A popular view today is that the biblical editors made use of various written sources to compile their accounts. This viewpoint usually posits the following: (1) The first written account was the Gospel of Mark. A major reason for this position is that only 7 percent of the Gospel of Mark is unique, as 93 percent of Mark can be found in Matthew and Luke. (2) In addition to Mark a second written document existed which basically contained discourse material. This document is known as “Q”, an abbreviated form of the German word for source, Quelle. The approximately 200 verses common to Matthew and Luke which are not found in Mark must have come from “Q”. (3) The editors used at least two other sources. One source reflects verses in Matthew not found in either Mark or Luke, and the other source reflects verses in Luke not found in either Matthew or Mark. This theory with its lines of dependence could be charted in this way:


This theory has several problems. First, it has difficulty with tradition. Conservative scholars have generally held that Matthew was the first of the written Gospels.

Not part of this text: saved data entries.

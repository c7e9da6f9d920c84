// Copyright 2026 U.S. Federal Government (in countries where recognized)
// SPDX-License-Identifier: Apache-2.0

use chrono::{DateTime, Utc};

use super::{BASE_LENGTH, ConstPackedSizeBytes};

/// A 2-bit integer warning of an impending leap second to be inserted or deleted in the last
/// minute of the current day.
///
/// Note that this field is packed in the actual header.
#[repr(u8)]
#[derive(Copy, Clone, Debug, Default, Eq, Hash, PartialEq)]
pub enum LeapIndicator {
    /// No leap required.
    #[default]
    NoCorrection = 0,
    /// Last minute of the day has 61 seconds.
    SixtyOneSeconds = 1,
    /// Last minute of the day has 59 seconds.
    FiftyNineSeconds = 2,
    /// Clock unsynchronized.
    NotSynchronized = 3,
}

impl TryFrom<u8> for LeapIndicator {
    type Error = ();

    fn try_from(value: u8) -> Result<Self, Self::Error> {
        match value {
            0 => Ok(LeapIndicator::NoCorrection),
            1 => Ok(LeapIndicator::SixtyOneSeconds),
            2 => Ok(LeapIndicator::FiftyNineSeconds),
            3 => Ok(LeapIndicator::NotSynchronized),
            _ => Err(()),
        }
    }
}

/// A 3-bit integer representing the protocol version number, nominally 4.
///
/// Note that while this struct is 8-bits, this field is packed to 3 in the actual header.
#[derive(Copy, Clone, Debug, Eq, Hash, Ord, PartialEq, PartialOrd)]
pub struct Version(pub(super) u8);

/// A 3-bit integer representing the association mode.
///
/// Note that while this enum is 8-bits, this field is packed to 3 in the actual header.
#[repr(u8)]
#[derive(Copy, Clone, Debug, Default, Eq, Hash, PartialEq)]
pub enum Mode {
    /// Reserved mode (value 0).
    Reserved = 0,
    /// Symmetric active mode (value 1).
    SymmetricActive = 1,
    /// Symmetric passive mode (value 2).
    SymmetricPassive = 2,
    /// Client mode (value 3).
    #[default]
    Client = 3,
    /// Server mode (value 4).
    Server = 4,
    /// Broadcast mode (value 5).
    Broadcast = 5,
    /// Control message mode (value 6).
    Control = 6,
    /// Reserved for private use (value 7).
    PrivateReserved = 7,
}

impl Mode {
    /// Every mode, in discriminant order.
    pub const ALL: [Mode; 8] = [
        Mode::Reserved,
        Mode::SymmetricActive,
        Mode::SymmetricPassive,
        Mode::Client,
        Mode::Server,
        Mode::Broadcast,
        Mode::Control,
        Mode::PrivateReserved,
    ];
}

impl TryFrom<u8> for Mode {
    type Error = ();

    fn try_from(value: u8) -> Result<Self, Self::Error> {
        match value {
            0 => Ok(Mode::Reserved),
            1 => Ok(Mode::SymmetricActive),
            2 => Ok(Mode::SymmetricPassive),
            3 => Ok(Mode::Client),
            4 => Ok(Mode::Server),
            5 => Ok(Mode::Broadcast),
            6 => Ok(Mode::Control),
            7 => Ok(Mode::PrivateReserved),
            _ => Err(()),
        }
    }
}

/// The set of modes a decoder accepts.
///
/// A server passes `ModeSet::only(Mode::Client)` so that anything other than a
/// client request is rejected during decoding.
#[derive(Copy, Clone, Debug, Default, Eq, Hash, PartialEq)]
pub struct ModeSet(u8);

impl ModeSet {
    /// The empty set; decoding against it always fails.
    pub const EMPTY: Self = ModeSet(0);
    /// Every mode.
    pub const ALL: Self = ModeSet(u8::MAX);

    /// A set holding exactly `mode`.
    pub const fn only(mode: Mode) -> Self {
        ModeSet(1 << mode as u8)
    }

    /// This set with `mode` added.
    pub const fn with(self, mode: Mode) -> Self {
        ModeSet(self.0 | 1 << mode as u8)
    }

    /// Add `mode` to the set.
    pub fn insert(&mut self, mode: Mode) {
        self.0 |= 1 << mode as u8;
    }

    /// Whether `mode` is a member of the set.
    pub const fn contains(&self, mode: Mode) -> bool {
        self.0 & (1 << mode as u8) != 0
    }

    /// Whether the set has no members.
    pub const fn is_empty(&self) -> bool {
        self.0 == 0
    }

    /// Iterate over the members in discriminant order.
    pub fn iter(&self) -> impl Iterator<Item = Mode> + '_ {
        Mode::ALL.into_iter().filter(|m| self.contains(*m))
    }
}

impl From<Mode> for ModeSet {
    fn from(mode: Mode) -> Self {
        ModeSet::only(mode)
    }
}

impl FromIterator<Mode> for ModeSet {
    fn from_iter<I: IntoIterator<Item = Mode>>(iter: I) -> Self {
        let mut set = ModeSet::EMPTY;
        for mode in iter {
            set.insert(mode);
        }
        set
    }
}

/// An 8-bit integer representing the stratum.
///
/// ```ignore
/// +--------+-----------------------------------------------------+
/// | Value  | Meaning                                             |
/// +--------+-----------------------------------------------------+
/// | 0      | unspecified or invalid                              |
/// | 1      | primary server (e.g., equipped with a GPS receiver) |
/// | 2-15   | secondary server                                    |
/// | 16     | unsynchronized                                      |
/// | 17-255 | reserved                                            |
/// +--------+-----------------------------------------------------+
/// ```
#[derive(Copy, Clone, Debug, Default, Eq, Hash, Ord, PartialEq, PartialOrd)]
pub struct Stratum(pub u8);

/// **NTP Timestamp Format** - the raw 64-bit wire timestamp: a 32-bit unsigned seconds field
/// and a 32-bit fraction field resolving 232 picoseconds.
///
/// The seconds field is relative to an era epoch chosen by [`crate::era`]; on its own it does
/// not name an absolute instant. All bits zero means "unset".
///
/// ### Layout
///
/// ```ignore
///  0                   1                   2                   3
///  0 1 2 3 4 5 6 7 8 9 0 1 2 3 4 5 6 7 8 9 0 1 2 3 4 5 6 7 8 9 0 1
/// +-+-+-+-+-+-+-+-+-+-+-+-+-+-+-+-+-+-+-+-+-+-+-+-+-+-+-+-+-+-+-+-+
/// |                            Seconds                            |
/// +-+-+-+-+-+-+-+-+-+-+-+-+-+-+-+-+-+-+-+-+-+-+-+-+-+-+-+-+-+-+-+-+
/// |                            Fraction                           |
/// +-+-+-+-+-+-+-+-+-+-+-+-+-+-+-+-+-+-+-+-+-+-+-+-+-+-+-+-+-+-+-+-+
/// ```
#[derive(Clone, Copy, Debug, Default, Eq, Hash, Ord, PartialEq, PartialOrd)]
pub struct TimestampFormat {
    /// Whole seconds since the era epoch (32-bit unsigned).
    pub seconds: u32,
    /// Fractional seconds (32-bit unsigned).
    pub fraction: u32,
}

/// A decoded SNTP message.
///
/// Constructed either by decoding a received datagram or field by field when
/// assembling a reply. A message is encoded once and discarded.
///
/// Timestamps are absolute UTC instants; `None` stands for an all-zero wire
/// timestamp (e.g. an origin timestamp that is not yet known).
#[derive(Clone, Copy, Debug, PartialEq)]
pub struct Message {
    /// Leap indicator warning of impending leap second.
    pub leap_indicator: LeapIndicator,
    /// Protocol version number.
    pub version: Version,
    /// Association mode.
    pub mode: Mode,
    /// Stratum level of the time source.
    pub stratum: Stratum,
    /// Maximum interval between successive messages, in log2 seconds.
    pub poll: u8,
    /// Precision of the system clock, in log2 seconds. For instance, -18 corresponds to about
    /// one microsecond.
    pub precision: i8,
    /// Total round-trip delay to the reference clock, in seconds.
    pub root_delay: f64,
    /// Total dispersion to the reference clock, in seconds. Never negative.
    pub root_dispersion: f64,
    /// Opaque reference identifier.
    pub reference_id: [u8; 4],
    /// Time when the system clock was last set or corrected.
    pub reference_timestamp: Option<DateTime<Utc>>,
    /// Time at the client when the request departed for the server.
    pub origin_timestamp: Option<DateTime<Utc>>,
    /// Time at the server when the request arrived from the client.
    pub receive_timestamp: Option<DateTime<Utc>>,
    /// Time at the server when the response left for the client.
    pub transmit_timestamp: Option<DateTime<Utc>>,
}

/// The consecutive types within the first packed byte of the message.
pub type PacketByte1 = (LeapIndicator, Version, Mode);

// Inherent implementations.

impl Version {
    /// Version 1.
    pub const V1: Self = Version(1);
    /// Version 2.
    pub const V2: Self = Version(2);
    /// Version 3.
    pub const V3: Self = Version(3);
    /// Version 4 (current standard).
    pub const V4: Self = Version(4);

    /// Create a `Version` from a raw version number.
    ///
    /// Returns `None` if the value does not fit in 3 bits.
    pub fn new(v: u8) -> Option<Self> {
        if v <= 0b111 { Some(Version(v)) } else { None }
    }

    /// Returns the raw version number as a `u8`.
    pub fn value(&self) -> u8 {
        self.0
    }
}

impl Stratum {
    /// Unspecified or invalid.
    pub const UNSPECIFIED: Self = Stratum(0);
    /// The primary server.
    pub const PRIMARY: Self = Stratum(1);
    /// An unsynchronized stratum.
    pub const UNSYNCHRONIZED: Self = Stratum(16);
}

impl TimestampFormat {
    /// Whether every bit is zero (the "unset" timestamp).
    pub fn is_zero(&self) -> bool {
        self.seconds == 0 && self.fraction == 0
    }
}

// Size implementations.

impl ConstPackedSizeBytes for PacketByte1 {
    const PACKED_SIZE_BYTES: usize = 1;
}

impl ConstPackedSizeBytes for TimestampFormat {
    const PACKED_SIZE_BYTES: usize = 8;
}

impl ConstPackedSizeBytes for Message {
    const PACKED_SIZE_BYTES: usize = BASE_LENGTH;
}

// Default implementations.

impl Default for Version {
    /// Defaults to version 4.
    fn default() -> Self {
        Version::V4
    }
}

impl Default for Message {
    /// Defaults to a version 4 client request template.
    ///
    /// All numeric fields are zero and every timestamp is unset. Set
    /// `transmit_timestamp` before sending.
    fn default() -> Self {
        Message {
            leap_indicator: LeapIndicator::default(),
            version: Version::default(),
            mode: Mode::default(),
            stratum: Stratum::default(),
            poll: 0,
            precision: 0,
            root_delay: 0.0,
            root_dispersion: 0.0,
            reference_id: [0; 4],
            reference_timestamp: None,
            origin_timestamp: None,
            receive_timestamp: None,
            transmit_timestamp: None,
        }
    }
}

While not all conservatives agree, this tradition does have some weight behind it and should not be shrugged off as “mere tradition” as sometimes tradition is correct. Second, this theory cannot account for the fact that occasionally Mark made a comment that neither Matthew nor Luke included. Mark wrote that the rooster crowed a second time (Mark 14:72), but neither Matthew nor Luke included that fact. Third, if Mark were the first Gospel, written after Peter’s death around a.d. 67-68, then Matthew and Luke would probably have been written later after the destruction of Jerusalem in a.d. 70. One would then expect that destruction to have been mentioned as a fitting climax to the Lord’s words in Matthew 24-25 or Luke’s statement in 21:20-24; however, neither mentioned the event. Fourth, the greatest problem is the whole speculation about the existence of “Q”. If such a document existed and were thought of so highly by Matthew and Luke that they quoted extensively from it, why did not the church also regard it highly and preserve it?[8]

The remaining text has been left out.